O PAPEL É O MELHOR OUVINTE, PORQUE NÃO TE ESCUTA SÓ PRA ESPERAR A VEZ DE FALAR






domingo, 24 de julho de 2011

Calma alma minha, calminha... Você tem muito que aprender!

“Dentro de mim mora um grito. De noite, ele sai com suas garras, à caça de algo para amar”
(Sylvia Plath)


-por Otávio Silva


O que lhe leva a fazer as mesmas coisas de antes agora? O que lhe leva a algum lugar? Nada mais que a conveniência de estar vivo? Será que é tão conveniente assim?

Saí de mim durante o dia de ontem. Ainda enquanto eu dormia, acordei e saí de meu corpo. Descolei cada centímetro da matéria podre que adormecia na minha cama. Levantei devagar. Era bem mais leve andar assim: sem roupas de carne e osso. No lusco-fusco da manhã, a minha visão se acostumava com a ausência dos globos oculares.

Buscava com aquilo encontrar fora de mim o que procurava em outras pessoas. O que será que lhe falta de verdade? Coragem, vontade, concentração, foco? Às vezes, penso que isso tudo é o que mais sobra em mim mesmo.

Não vou atrás do que me é gêmeo: a lua crescente possui prontamente em si a outra metade minguante. É só uma questão de tempo e ponto de vista para que a metade vazia encontre a metade cheia nessa briga dos opostos. Já diziam os filósofos: o Amor nada mais é que a busca por aquilo que você não possui. Então, vamos lá!

Atravessei a janela do meu quarto como não faria um cínico e bobo lençol ambulante. Apesar da altura, o que eu tive é dificuldade de cair ao chão. Minha leveza me atrapalhava nessa questão. Eu tinha de fazer forças para não sair flutuando em direção ao Sol. Não era isso o que eu queria. Não agora.

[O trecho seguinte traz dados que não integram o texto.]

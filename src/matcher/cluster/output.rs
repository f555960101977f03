// src/matcher/cluster/output.rs

use std::collections::BTreeMap;
use std::io::Write;
use serde::ser::{Serialize, SerializeMap, Serializer};
use serde::Deserialize;

use crate::corpus::Corpus;
use crate::error::Result;
use crate::types::{Label, NOISE_ID};
use super::engine::Clustering;

/// Cluster members grouped by label, in corpus order within each group.
///
/// Serializes to a JSON object keyed by cluster id as a string: `"-1"` for
/// noise (only when there is any) followed by `"0"`, `"1"`, ... in id order.
#[derive(Debug, Clone, Default, PartialEq, Eq, Deserialize)]
#[serde(try_from = "BTreeMap<String, Vec<String>>")]
pub struct ClusterOutput {
    noise: Vec<String>,
    clusters: Vec<Vec<String>>,
}

impl ClusterOutput {
    pub fn from_clustering(corpus: &Corpus, clustering: &Clustering) -> Self {
        let mut noise = Vec::new();
        let mut clusters = vec![Vec::new(); clustering.cluster_count()];

        for id in corpus.ids() {
            let term = corpus.term(id).to_string();
            match clustering.label(id) {
                Label::Unassigned => noise.push(term),
                Label::Assigned(cluster) => clusters[cluster as usize].push(term),
            }
        }

        Self { noise, clusters }
    }

    pub fn noise(&self) -> &[String] {
        &self.noise
    }

    pub fn clusters(&self) -> &[Vec<String>] {
        &self.clusters
    }

    pub fn cluster(&self, id: usize) -> Option<&[String]> {
        self.clusters.get(id).map(Vec::as_slice)
    }

    pub fn cluster_count(&self) -> usize {
        self.clusters.len()
    }

    /// Label of `term`, if it was part of the clustered corpus.
    pub fn label_of(&self, term: &str) -> Option<i64> {
        if self.noise.iter().any(|t| t == term) {
            return Some(NOISE_ID);
        }
        self.clusters
            .iter()
            .position(|members| members.iter().any(|t| t == term))
            .map(|id| id as i64)
    }

    pub fn write_json<W: Write>(&self, mut writer: W) -> Result<()> {
        serde_json::to_writer(&mut writer, self)?;
        writer.flush()?;
        Ok(())
    }

    pub fn to_json(&self) -> Result<String> {
        Ok(serde_json::to_string(self)?)
    }
}

impl Serialize for ClusterOutput {
    fn serialize<S: Serializer>(&self, serializer: S) -> std::result::Result<S::Ok, S::Error> {
        let noise_entry = usize::from(!self.noise.is_empty());
        let mut map = serializer.serialize_map(Some(self.clusters.len() + noise_entry))?;
        if !self.noise.is_empty() {
            map.serialize_entry(&NOISE_ID.to_string(), &self.noise)?;
        }
        for (id, members) in self.clusters.iter().enumerate() {
            map.serialize_entry(&id.to_string(), members)?;
        }
        map.end()
    }
}

impl TryFrom<BTreeMap<String, Vec<String>>> for ClusterOutput {
    type Error = String;

    fn try_from(raw: BTreeMap<String, Vec<String>>) -> std::result::Result<Self, Self::Error> {
        let mut noise = Vec::new();
        let mut numbered: BTreeMap<usize, Vec<String>> = BTreeMap::new();

        for (key, members) in raw {
            let id: i64 = key.parse().map_err(|_| format!("cluster key {:?} is not an integer", key))?;
            if id == NOISE_ID {
                noise = members;
            } else if id >= 0 {
                numbered.insert(id as usize, members);
            } else {
                return Err(format!("cluster key {} is negative", id));
            }
        }

        let mut clusters = Vec::with_capacity(numbered.len());
        for (expected, (id, members)) in numbered.into_iter().enumerate() {
            if id != expected {
                return Err(format!("cluster ids are not dense: missing {}", expected));
            }
            clusters.push(members);
        }

        Ok(Self { noise, clusters })
    }
}
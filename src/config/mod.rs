pub mod file;
pub mod subsystems;

use serde::{Serialize, Deserialize};
use std::path::Path;
use std::fs;
use crate::error::{Error, Result};
use log::{warn, trace};

pub trait FromIni {
    fn from_ini_section(&mut self, section_name: &str, key: &str, value: &str) -> Option<Result<()>>;
}

#[derive(Debug, Clone, Default, Serialize, Deserialize)]
pub struct MdbscanConfig {
    // File paths
    pub files: file::FileConfig,

    // Subsystem configs
    pub index: subsystems::IndexConfig,
    pub cache: subsystems::CacheConfig,
    pub logging: subsystems::LoggingConfig,
}

impl MdbscanConfig {
    pub fn validate(&self) -> Result<()> {
        self.files.validate()?;
        self.index.validate()?;
        self.cache.validate()?;
        self.logging.validate()?;
        Ok(())
    }

    pub fn from_ini<P: AsRef<Path>>(path: P) -> Result<Self> {
        trace!("Loading configuration from: {:?}", path.as_ref());

        let content = fs::read_to_string(&path)
            .map_err(|e| Error::config(format!("Cannot read {:?}: {}", path.as_ref(), e)))?;
        let config = Self::from_ini_str(&content)?;
        config.validate()?;
        Ok(config)
    }

    /// Parses INI text on top of the defaults. Unknown keys are logged and
    /// skipped, malformed values are errors.
    pub fn from_ini_str(content: &str) -> Result<Self> {
        let mut config = Self::default();
        let mut current_section = String::new();

        for (line_num, line) in content.lines().enumerate() {
            let line = line.trim();
            if line.is_empty() || line.starts_with('#') || line.starts_with(';') {
                continue;
            }

            if line.starts_with('[') && line.ends_with(']') {
                current_section = line[1..line.len() - 1].trim().to_string();
                trace!("  Line {}: Found section: [{}]", line_num + 1, current_section);
                continue;
            }

            let Some((key, value)) = line.split_once('=') else {
                return Err(Error::config(format!(
                    "Line {}: expected `key = value`, got {:?}", line_num + 1, line
                )));
            };
            let key = key.trim();
            let value = value.trim();

            let handled = match current_section.as_str() {
                "file" => config.files.from_ini_section(&current_section, key, value),
                "index" => config.index.from_ini_section(&current_section, key, value),
                "cache" => config.cache.from_ini_section(&current_section, key, value),
                "logging" => config.logging.from_ini_section(&current_section, key, value),
                _ => None,
            };

            match handled {
                Some(result) => result.map_err(|e| Error::config(format!(
                    "Line {}: [{}] {}: {}", line_num + 1, current_section, key, e
                )))?,
                None => warn!("Unrecognized config key: {}={} in section [{}]", key, value, current_section),
            }
        }

        Ok(config)
    }
}

/// Parses a boolean the way INI files tend to spell them.
pub(crate) fn parse_bool(value: &str) -> Option<bool> {
    match value.trim_matches('"').to_lowercase().as_str() {
        "true" | "yes" | "on" | "1" => Some(true),
        "false" | "no" | "off" | "0" => Some(false),
        _ => None,
    }
}

#[cfg(test)]
mod tests {
    use super::*;
    use subsystems::{CacheFormat, CorruptCachePolicy};
    use log::LevelFilter;

    #[test]
    fn parses_all_sections() {
        let ini = r#"
# sample
[file]
cache_dir = "/tmp/mdbscan"

[index]
threads = 4
show_progress = yes

[cache]
enabled = true
format = json
on_corrupt = fail

[logging]
level = debug
"#;
        let config = MdbscanConfig::from_ini_str(ini).unwrap();
        assert_eq!(config.files.cache_dir.as_deref(), Some(Path::new("/tmp/mdbscan")));
        assert_eq!(config.index.threads, 4);
        assert!(config.index.show_progress);
        assert_eq!(config.cache.format, CacheFormat::Json);
        assert_eq!(config.cache.on_corrupt, CorruptCachePolicy::Fail);
        assert_eq!(config.logging.get_log_level(), LevelFilter::Debug);
    }

    #[test]
    fn unknown_keys_are_skipped() {
        let config = MdbscanConfig::from_ini_str("[index]\nwibble = 3\n[other]\nx = 1\n").unwrap();
        assert_eq!(config.index.threads, 0);
    }

    #[test]
    fn malformed_values_are_errors() {
        assert!(MdbscanConfig::from_ini_str("[index]\nthreads = many\n").is_err());
        assert!(MdbscanConfig::from_ini_str("[cache]\nformat = xml\n").is_err());
        assert!(MdbscanConfig::from_ini_str("[index]\njust a line\n").is_err());
    }

    #[test]
    fn shipped_default_ini_matches_defaults() {
        let config = MdbscanConfig::from_ini(concat!(env!("CARGO_MANIFEST_DIR"), "/default.ini")).unwrap();
        let defaults = MdbscanConfig::default();
        assert_eq!(config.files.cache_dir, defaults.files.cache_dir);
        assert_eq!(config.index.threads, defaults.index.threads);
        assert_eq!(config.cache.enabled, defaults.cache.enabled);
        assert_eq!(config.cache.format, defaults.cache.format);
        assert_eq!(config.logging.level, defaults.logging.level);
    }
}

Persegui as pessoas queridas. Corri atrás de todas elas, como nunca tinha corrido atrás de ninguém. Abraçava-as, mas elas, nem ao menos, me sentiam... Dizem que os olhos são a janela da alma... Entrei em corpos quaisquer que interagiam com elas. Abri bem as janelas, falei pelos olhos, identifiquei-me por de trás de retinas que se cobriam de lágrimas, cada vez mais e mais. Lágrimas que mais pareciam cortinas ou venezianas.

Fechavam a janela, trancavam a porta. As pessoas não olham mais nos olhos. Olhar para o sol de um dia ensolarado deve doer menos. As pessoas não se tocam mais. Talvez apertar a mão de um cacto seja mais fácil. Sentir o fedor intenso de uma grande cidade é muito mais tranquilo que sentir as emoções que lhe são proporcionadas. Eu tinha de sair daquelas salas escuras e, então, entrava em outras. Passeava por aí... Assim mesmo, sem rumo... De um corpo ao outro, tentando experimentar todos os pensamentos que eu nunca tive. Angústias, brigas e ansiedades que não eram minhas. Comemorações, risadas e felicidades que eu tomava emprestado. Devolveria um dia? Não sei.

De tudo um pouco. Invadia todos. No espelho, a mesma expressão sem rosto de quando você tapa os olhos para não sair em uma foto.

De moradores de rua a donos de bancos. De crianças de colo a senhores de bengala. Mulheres todas: baixas, altas, gordas, bonitas, feias, loiras, morenas, ruivas, grisalhas, freiras e putas. Canalhas, falastrões, carrancudos, altos, caras boa-pinta... Insanidade, as mesmas picuinhas, um pouco de todo tipo de preconceito. Uma pitada para todos os gostos. Obscenidades para todos os gestos.

Ladrões e assassinos são menos culpados. Estupradores e homens-bomba são mais perdoáveis. A lua chega ao céu bem antes do Sol partir. Sem pedir licença, às quatro da tarde, ela já está lá como quem lembra de sua própria existência apesar de seu tamanho muitas vezes inferior ao astro-rei.

Tamanho é documento? E o tamanho do documento que te incrimina, faz diferença? Um relatório inteiro de seus pensamentos, suas almas, seus espíritos, um scanner. Que curiosidade eu tenho! Mas enquanto isso, eu ainda dormia sentindo falta da minha própria essência. Tive que voltar, até a próxima... Ainda não é hora de partir!

Um comentário:

  1. Queria poder comentar várias coisas sobre isso, mas ainda estou digerindo o que li.